**ABOUT THIS EXERCISE**
Work through the records that follow and return each line containing the word "target".

**DATASET RECORDS**
#[cfg(test)]
mod tests {
    use super::*;

    fn node(id: &str, file: &str) -> Node {
        Node {
            id: id.to_string(),
            node_type: "Function".to_string(),
            name: id.rsplit(':').next().unwrap().to_string(),
            package: None,
            module: None,
            file_path: file.to_string(),
            start_line: 1,
            end_line: 2,
            exported: true,
            properties: Json::Null,
        }
    }

    fn edge(source: &str, target: &str, kind: RelationKind) -> Edge {
        Edge {
            source: source.to_string(),
            target: target.to_string(),
            kind,
            call_count: Some(1),
            is_type_only: None,
            imported_symbols: None,
            context: None,
        }
    }

    #[test]
    fn write_and_read_roundtrip() {
        let store = Store::open_in_memory().unwrap();
        store.write_nodes(&[node("a.ts:foo", "a.ts")]).unwrap();
        let n = store.get_node("a.ts:foo").unwrap().unwrap();
        assert_eq!(n.name, "foo");
    }

    #[test]
    fn remove_file_cascades_edges() {
        let store = Store::open_in_memory().unwrap();
        store
            .write_nodes(&[node("a.ts:foo", "a.ts"), node("b.ts:bar", "b.ts")])
            .unwrap();
        store
            .write_edges(&[edge("a.ts:foo", "b.ts:bar", RelationKind::Calls)])
            .unwrap();
        store.remove_file("a.ts").unwrap();
        assert!(store.get_node("a.ts:foo").unwrap().is_none());
        let reach = store
            .reachable("b.ts:bar", &[RelationKind::Calls], Direction::Incoming, 10)
            .unwrap();
        assert_eq!(reach.edges.len(), 0);
    }

    #[test]
    fn write_edges_aggregates_call_count() {
        let store = Store::open_in_memory().unwrap();
        store
            .write_nodes(&[node("a.ts:foo", "a.ts"), node("b.ts:bar", "b.ts")])
            .unwrap();
        store
            .write_edges(&[edge("a.ts:foo", "b.ts:bar", RelationKind::Calls)])
            .unwrap();
        store
            .write_edges(&[edge("a.ts:foo", "b.ts:bar", RelationKind::Calls)])
            .unwrap();
        let reach = store
            .reachable("a.ts:foo", &[RelationKind::Calls], Direction::Outgoing, 10)
            .unwrap();
        assert_eq!(reach.edges[0].call_count, Some(2));
    }

    #[test]
    fn reachable_respects_max_depth() {
        let store = Store::open_in_memory().unwrap();
        store
            .write_nodes(&[
                node("a.ts:a", "a.ts"),
                node("a.ts:b", "a.ts"),
                node("a.ts:c", "a.ts"),
            ])
            .unwrap();
        store
            .write_edges(&[
                edge("a.ts:a", "a.ts:b", RelationKind::Calls),
                edge("a.ts:b", "a.ts:c", RelationKind::Calls),
            ])
            .unwrap();
        let reach = store
            .reachable("a.ts:a", &[RelationKind::Calls], Direction::Outgoing, 1)
            .unwrap();
        let ids: HashSet<_> = reach.nodes.iter().map(|n| n.id.as_str()).collect();
        assert!(ids.contains("a.ts:b"));
        assert!(!ids.contains("a.ts:c"));
    }

    #[test]
    fn shortest_path_is_direction_agnostic() {
        let store = Store::open_in_memory().unwrap();
        store
            .write_nodes(&[node("a.ts:a", "a.ts"), node("a.ts:b", "a.ts")])
            .unwrap();
        store
            .write_edges(&[edge("a.ts:b", "a.ts:a", RelationKind::Calls)])
            .unwrap();
        let path = store.shortest_path("a.ts:a", "a.ts:b", 10).unwrap().unwrap();
        assert_eq!(path.nodes, vec!["a.ts:a".to_string(), "a.ts:b".to_string()]);
    }

    #[test]
    fn schema_too_new_is_rejected() {
        let dir = tempfile::tempdir().unwrap();
        let path = dir.path().join("graph.db");
        {
            let store = Store::open_or_create(&path).unwrap();
            drop(store);
        }
        {
            let conn = Connection::open(&path).unwrap();
            conn.execute(
                "UPDATE schema_meta SET value = ?1 WHERE key = 'schema_version'",
                [(SCHEMA_VERSION + 1).to_string()],
            )
            .unwrap();
        }
        let err = Store::open_or_create(&path).unwrap_err();
        assert!(matches!(err, StoreError::SchemaTooNew { .. }));
    }
}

**WORKED SOLUTION**
    fn edge(source: &str, target: &str, kind: RelationKind) -> Edge {
            target: target.to_string(),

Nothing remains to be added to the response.